'''

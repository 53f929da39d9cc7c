use std::fmt;
use std::fs;
use std::path::Path;

use derive_setters::Setters;
use serde::{Deserialize, Serialize};

use crate::domain::AppError;
use crate::timefmt::TimeZoneMode;

#[derive(Debug, Clone, Copy, PartialEq, Eq, Default, Serialize, Deserialize)]
pub enum Position {
    #[serde(rename = "Top left")]
    TopLeft,
    #[default]
    #[serde(rename = "Top right")]
    TopRight,
    #[serde(rename = "Bottom left")]
    BottomLeft,
    #[serde(rename = "Bottom right")]
    BottomRight,
}

impl Position {
    pub fn css(&self) -> &'static str {
        match self {
            Position::TopLeft => "top: 0; left: 0;",
            Position::TopRight => "top: 0; right: 0;",
            Position::BottomLeft => "bottom: 0; left: 0;",
            Position::BottomRight => "bottom: 0; right: 0;",
        }
    }
}

#[derive(Debug, Clone, Copy, PartialEq, Eq, Default, Serialize, Deserialize)]
pub enum SizeUnit {
    #[default]
    #[serde(rename = "%")]
    Percent,
    #[serde(rename = "px")]
    Pixel,
}

#[derive(Debug, Clone, Copy, PartialEq, Serialize, Deserialize)]
pub struct Size {
    pub size: f64,
    pub unit: SizeUnit,
}

impl Default for Size {
    fn default() -> Self {
        Size {
            size: 5.0,
            unit: SizeUnit::Percent,
        }
    }
}

impl fmt::Display for Size {
    fn fmt(&self, f: &mut fmt::Formatter<'_>) -> fmt::Result {
        match self.unit {
            SizeUnit::Percent => write!(f, "{}%", self.size),
            SizeUnit::Pixel => write!(f, "{}px", self.size),
        }
    }
}

/// Numeric step: applies to values greater or equal to `value`.
#[derive(Debug, Clone, PartialEq, Serialize, Deserialize)]
pub struct Threshold {
    pub value: f64,
    #[serde(alias = "color")]
    pub result: String,
}

/// Exact match on the cell's text.
#[derive(Debug, Clone, PartialEq, Serialize, Deserialize)]
pub struct ValueBinding {
    pub value: String,
    #[serde(alias = "color")]
    pub result: String,
}

#[derive(Debug, Clone, Default, PartialEq, Serialize, Deserialize)]
#[serde(default)]
pub struct BindingRules {
    pub unbounded: String,
    pub thresholds: Vec<Threshold>,
    pub bindings: Vec<ValueBinding>,
}

impl BindingRules {
    pub fn unbounded(result: impl Into<String>) -> Self {
        BindingRules {
            unbounded: result.into(),
            ..Default::default()
        }
    }

    pub fn threshold(mut self, value: f64, result: impl Into<String>) -> Self {
        self.thresholds.push(Threshold {
            value,
            result: result.into(),
        });
        self
    }

    pub fn binding(mut self, value: impl Into<String>, result: impl Into<String>) -> Self {
        self.bindings.push(ValueBinding {
            value: value.into(),
            result: result.into(),
        });
        self
    }
}

#[derive(Debug, Clone, PartialEq, Serialize, Deserialize, Setters)]
#[serde(default)]
#[setters(into)]
pub struct OverlayOptions {
    pub field: String,
    pub position: Position,
    pub width: Size,
    pub height: Size,
    pub bindings: BindingRules,
}

impl Default for OverlayOptions {
    fn default() -> Self {
        OverlayOptions {
            field: String::new(),
            position: Position::TopRight,
            width: Size::default(),
            height: Size::default(),
            bindings: BindingRules::unbounded("#299c46"),
        }
    }
}

#[derive(Debug, Clone, PartialEq, Serialize, Deserialize, Setters)]
#[serde(default)]
#[setters(into)]
pub struct UnderlineOptions {
    pub field: String,
    pub text_size: u32,
    pub bindings: BindingRules,
}

impl Default for UnderlineOptions {
    fn default() -> Self {
        UnderlineOptions {
            field: String::new(),
            text_size: 14,
            bindings: BindingRules::default(),
        }
    }
}

#[derive(Debug, Clone, PartialEq, Serialize, Deserialize, Setters)]
#[serde(default)]
#[setters(into)]
pub struct LinkOptions {
    pub field: String,
    pub url_prefix: String,
    pub bindings: BindingRules,
    pub new_tab: bool,
}

impl Default for LinkOptions {
    fn default() -> Self {
        LinkOptions {
            field: String::new(),
            url_prefix: String::new(),
            bindings: BindingRules::default(),
            new_tab: true,
        }
    }
}

#[derive(Debug, Clone, Copy, PartialEq, Eq, Default, Serialize, Deserialize)]
#[serde(rename_all = "lowercase")]
pub enum Transition {
    #[default]
    Slide,
    Fade,
}

#[derive(Debug, Clone, PartialEq, Serialize, Deserialize, Setters)]
#[serde(default)]
#[setters(into)]
pub struct SlideshowOptions {
    pub enable: bool,
    pub duration: u64,
    pub transition: Transition,
    pub transition_duration: u64,
    pub pause_on_hover: bool,
    pub infinite: bool,
}

impl Default for SlideshowOptions {
    fn default() -> Self {
        SlideshowOptions {
            enable: false,
            duration: 5000,
            transition: Transition::Slide,
            transition_duration: 1000,
            pause_on_hover: true,
            infinite: true,
        }
    }
}

/// Panel options as persisted by the host.
#[derive(Debug, Clone, PartialEq, Serialize, Deserialize, Setters)]
#[serde(default)]
#[setters(into)]
pub struct PanelOptions {
    #[serde(rename = "baseUrl")]
    pub base_url: String,
    pub icon_field: String,
    pub suffix: String,
    pub width: u32,
    pub height: u32,
    #[serde(rename = "singleFill")]
    pub single_fill: bool,
    pub alt_field: String,

    pub tooltip: bool,
    pub tooltip_include_field: bool,
    pub tooltip_field: String,
    pub tooltip_include_date: bool,
    pub tooltip_time_field: String,
    pub tooltip_date_elapsed: bool,
    pub time_zone: TimeZoneMode,

    pub show_overlay: bool,
    pub overlay: OverlayOptions,
    pub show_underline: bool,
    pub underline: UnderlineOptions,
    pub show_link: bool,
    pub link: LinkOptions,
    pub slideshow: SlideshowOptions,
}

impl Default for PanelOptions {
    fn default() -> Self {
        PanelOptions {
            base_url: String::new(),
            icon_field: String::new(),
            suffix: String::new(),
            width: 75,
            height: 75,
            single_fill: true,
            alt_field: String::new(),
            tooltip: false,
            tooltip_include_field: true,
            tooltip_field: String::new(),
            tooltip_include_date: false,
            tooltip_time_field: String::new(),
            tooltip_date_elapsed: false,
            time_zone: TimeZoneMode::Local,
            show_overlay: false,
            overlay: OverlayOptions::default(),
            show_underline: false,
            underline: UnderlineOptions::default(),
            show_link: false,
            link: LinkOptions::default(),
            slideshow: SlideshowOptions::default(),
        }
    }
}

/// Column references per role. `None` means the role is not requested by
/// the current options, an empty string means "use the default".
#[derive(Debug, Clone, Default, PartialEq)]
pub struct RoleConfig {
    pub icon: String,
    pub alt: String,
    pub tooltip_text: Option<String>,
    pub tooltip_time: Option<String>,
    pub overlay_binding: Option<String>,
    pub underline_binding: Option<String>,
    pub link: Option<String>,
}

impl PanelOptions {
    pub fn from_json(json: &str) -> Result<Self, AppError> {
        Ok(serde_json::from_str(json)?)
    }

    pub fn load(path: &Path) -> Result<Self, AppError> {
        let content = fs::read_to_string(path)?;
        Self::from_json(&content)
    }

    pub fn tooltip_text_enabled(&self) -> bool {
        self.tooltip && self.tooltip_include_field
    }

    pub fn tooltip_date_enabled(&self) -> bool {
        self.tooltip && self.tooltip_include_date
    }

    /// Which columns the current options ask for.
    pub fn roles(&self) -> RoleConfig {
        let gated = |enabled: bool, field: &str| enabled.then(|| field.to_string());
        RoleConfig {
            icon: self.icon_field.clone(),
            alt: self.alt_field.clone(),
            tooltip_text: gated(self.tooltip_text_enabled(), &self.tooltip_field),
            tooltip_time: gated(self.tooltip_date_enabled(), &self.tooltip_time_field),
            overlay_binding: gated(self.show_overlay, &self.overlay.field),
            underline_binding: gated(self.show_underline, &self.underline.field),
            link: gated(self.show_link, &self.link.field),
        }
    }

    /// Whether the editor shows the option at `path` for the current values.
    pub fn is_visible(&self, path: &str) -> bool {
        match path {
            "tooltip_include_field" | "tooltip_include_date" => self.tooltip,
            "tooltip_field" => self.tooltip_text_enabled(),
            "tooltip_date_elapsed" | "tooltip_time_field" | "time_zone" => {
                self.tooltip_date_enabled()
            }
            "overlay.bindings" => self.show_overlay && !self.overlay.field.is_empty(),
            "underline.bindings" => self.show_underline && !self.underline.field.is_empty(),
            "link.bindings" => self.show_link && !self.link.field.is_empty(),
            p if p.starts_with("overlay.") => self.show_overlay,
            p if p.starts_with("underline.") => self.show_underline,
            p if p.starts_with("link.") => self.show_link,
            "slideshow.enable" => true,
            p if p.starts_with("slideshow.") => self.slideshow.enable,
            _ => true,
        }
    }
}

'''

EXERCISE GOAL:
Only the lines that contain the string "content" should be copied from the entries above.

ANSWER SPACE:
        let content = fs::read_to_string(path)?;
        Self::from_json(&content)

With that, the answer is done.